Journey into Terror

“Exterminate or Treat?”  Artwork by Katie Marriott (scroll down for a larger version)

For this Halloween special on The View from the Junkyard we are going to break with tradition and focus on just one individual episode from the classic series: the most Halloweeny episode of them all, Journey into Terror.  This is the fourth episode of First Doctor story The Chase and just to set the scene writer Terry Nation has already had his last original idea for Doctor Who and is phoning in a story about Daleks chasing the Doctor across space and time, which is a format that, like The Keys of Marinus, allows him to make it all up as he goes along.  By accident it all turns out to be the most wonderful fun.  Nation will continue not to have any more new ideas until he finally writes his all-time classic by using somebody else’s new idea.  But Halloween is all about having fun so let’s take a look at this episode as if it is actually something written by a writer who was putting a great deal of thought into the themes behind his work, and go as deep as we can with analysing it.  In fact, Halloween is often a silly time so let’s be a bit silly with the analysis and be like the Doctor Who fandom shown to us in Blink, reading things into the episode that are not there…

So the episode itself shows us two alternative explanations about what we are watching here.  First the Doctor makes the deduction that they have landed in a dream.  Then the episode shows us that we have been watching an exhibit for the “Festival of Ghana”.   Now one of those we need to reject straight away, and it might not be the one you are expecting, but the Festival of Ghana thing makes zero sense.  If these are some kind of robotic exhibits or actors dressed up for the festival then they would clearly not behave in the way they do when the Daleks turn up and start trying to kill them, and even if they did then they would not be immune to Dalek weaponry.  So we have to instead roll with the Doctor’s idea, however bizarre it may seem, and assume that the “Festival of Ghana” bit is still within the dreamscape, i.e. being dreamed by somebody.

So is there any significance in the choice of Ghana?  It does seem rather a random choice, but it is a former British colony and the first African nation to gain independence.  At the time Nation was writing this episode it had become a one-party state and was heading towards a military coup, so for the intelligent follower of international news in 1965 it flows reasonably naturally that something he/she had read about or heard about on the radio could get mashed up into a dream.

So what we have is the TARDIS somehow bursting through the fourth wall and landing in the dream of one of the Doctor Who viewers, in 1965, in an attempt to find anywhere the Daleks can’t follow.  As will later happen with The Mind Robber, we are outside of time and space.  But of course the dream of a viewer is exactly where the Daleks belong, and have no problem joining the party to make a weird combination of things that don’t fit together.

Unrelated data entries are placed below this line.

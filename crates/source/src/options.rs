#[cfg(feature = "serde")]
use serde::{Deserialize, Serialize};

/// Paths skipped by default, matched against every path component
const DEFAULT_IGNORE: &[&str] = &[".git", "node_modules", ".DS_Store"];

/// Extensions treated as binary by default
const DEFAULT_BINARY_EXTENSIONS: &[&str] = &[
    "png", "jpg", "jpeg", "gif", "bmp", "ico", "webp", "tiff", "psd", "pdf", "zip", "gz", "tgz",
    "bz2", "xz", "tar", "7z", "rar", "jar", "class", "exe", "dll", "so", "dylib", "o", "a", "lib",
    "bin", "wasm", "pyc", "woff", "woff2", "ttf", "otf", "eot", "mp3", "mp4", "wav", "ogg",
    "flac", "mov", "avi", "mkv",
];

/// Options controlling which files of a tree are loaded
#[derive(Debug, Clone, PartialEq, Eq)]
#[cfg_attr(feature = "serde", derive(Serialize, Deserialize))]
#[cfg_attr(feature = "serde", serde(default))]
pub struct SourceOptions {
    /// Glob patterns of paths to skip.
    ///
    /// A pattern without `/` matches any single path component; one with
    /// `/` matches from the tree root. `*` and `?` stay within a component,
    /// `**` crosses them.
    pub ignore: Vec<String>,

    /// Extensions of files never read, compared case-insensitively
    pub binary_extensions: Vec<String>,

    /// Files larger than this many bytes are skipped
    pub max_file_size: Option<u64>,

    /// Whether to follow symbolic links while walking
    pub follow_links: bool,
}

impl Default for SourceOptions {
    fn default() -> Self {
        Self {
            ignore: DEFAULT_IGNORE.iter().map(|p| p.to_string()).collect(),
            binary_extensions: DEFAULT_BINARY_EXTENSIONS
                .iter()
                .map(|e| e.to_string())
                .collect(),
            max_file_size: None,
            follow_links: false,
        }
    }
}

impl SourceOptions {
    /// Add an ignore pattern
    pub fn ignore(mut self, pattern: impl Into<String>) -> Self {
        self.ignore.push(pattern.into());
        self
    }

    /// Replace the ignore patterns
    pub fn ignore_patterns<I, S>(mut self, patterns: I) -> Self
    where
        I: IntoIterator<Item = S>,
        S: Into<String>,
    {
        self.ignore = patterns.into_iter().map(Into::into).collect();
        self
    }

    /// Add a binary extension, without the leading dot
    pub fn binary_extension(mut self, extension: impl Into<String>) -> Self {
        self.binary_extensions.push(extension.into());
        self
    }

    /// Set the size ceiling
    pub fn max_file_size(mut self, bytes: u64) -> Self {
        self.max_file_size = Some(bytes);
        self
    }

    /// Follow symbolic links
    pub fn follow_links(mut self, follow: bool) -> Self {
        self.follow_links = follow;
        self
    }

    /// Whether a path has one of the binary extensions
    pub fn is_binary(&self, path: &str) -> bool {
        let name = path.rsplit('/').next().unwrap_or(path);
        match name.rsplit_once('.') {
            Some((stem, extension)) if !stem.is_empty() => self
                .binary_extensions
                .iter()
                .any(|e| e.eq_ignore_ascii_case(extension)),
            _ => false,
        }
    }
}
use std::sync::LazyLock;

use derive_more::Display;
use regex::Regex;

#[cfg(feature = "serde")]
use serde::{Deserialize, Serialize};

/// Separator followed by an optional `v`, a number, and optional dotted parts: `_v2`, `-1.2.3`
static VERSION_MARKER: LazyLock<Regex> =
    LazyLock::new(|| Regex::new(r"[-_.\s]v?\d+(?:\.\d+)*").expect("version marker pattern is valid"));

/// Separator followed by a release-stage word: `-legacy`, `_final`
static STAGE_MARKER: LazyLock<Regex> = LazyLock::new(|| {
    Regex::new(r"[-_.\s](?:legacy|modern|old|new|final|latest)").expect("stage marker pattern is valid")
});

/// Normalized, filename-derived identity of a file.
///
/// Not unique: several files in one tree can share a slug.
#[derive(Debug, Clone, Default, PartialEq, Eq, PartialOrd, Ord, Hash, Display)]
#[cfg_attr(feature = "serde", derive(Serialize, Deserialize))]
pub struct Slug(String);

impl Slug {
    pub fn as_str(&self) -> &str {
        &self.0
    }

    pub fn is_empty(&self) -> bool {
        self.0.is_empty()
    }
}

impl AsRef<str> for Slug {
    fn as_ref(&self) -> &str {
        &self.0
    }
}

impl From<Slug> for String {
    fn from(slug: Slug) -> Self {
        slug.0
    }
}

/// Derive the slug of a path.
///
/// Takes the file name, lowercases it, strips version markers, then
/// stage markers, then the extension, then surrounding whitespace. Never
/// fails; odd input can give an empty slug.
pub fn slug(path: &str) -> Slug {
    let name = path
        .rsplit(|c: char| c == '/' || c == '\\')
        .next()
        .unwrap_or(path)
        .to_lowercase();

    // Versions, then stages, then the extension
    let name = VERSION_MARKER.replace_all(&name, "");
    let name = STAGE_MARKER.replace_all(&name, "");

    let stem = match name.rfind('.') {
        Some(dot) => &name[..dot],
        None => &name[..],
    };

    Slug(stem.trim().to_string())
}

Our 1965-vintage viewer has probably been watching some Hammer Horror films (maybe The Brides of Dracula or The Evil of Frankenstein, both of which are from around this time), or maybe is a child who has been reading about monsters before going to bed.  The dreamer is dreaming a cliché, with Dracula, Frankenstein’s monster, and the Grey Lady.  Into this dream the Doctor, his companions and the Daleks intrude, and now the dreamer is having a nightmare.

So why does the TARDIS land in this particular nightmare?  Because the dreamer is already dreaming about Doctor Who, but in allegory, complete with a hidden Dalek that is already in Frankenstein’s laboratory before the Daleks even arrive.  Yes, we are going to be that charitable, and even work a production slip up into a critical reading of the episode as if it’s deliberate!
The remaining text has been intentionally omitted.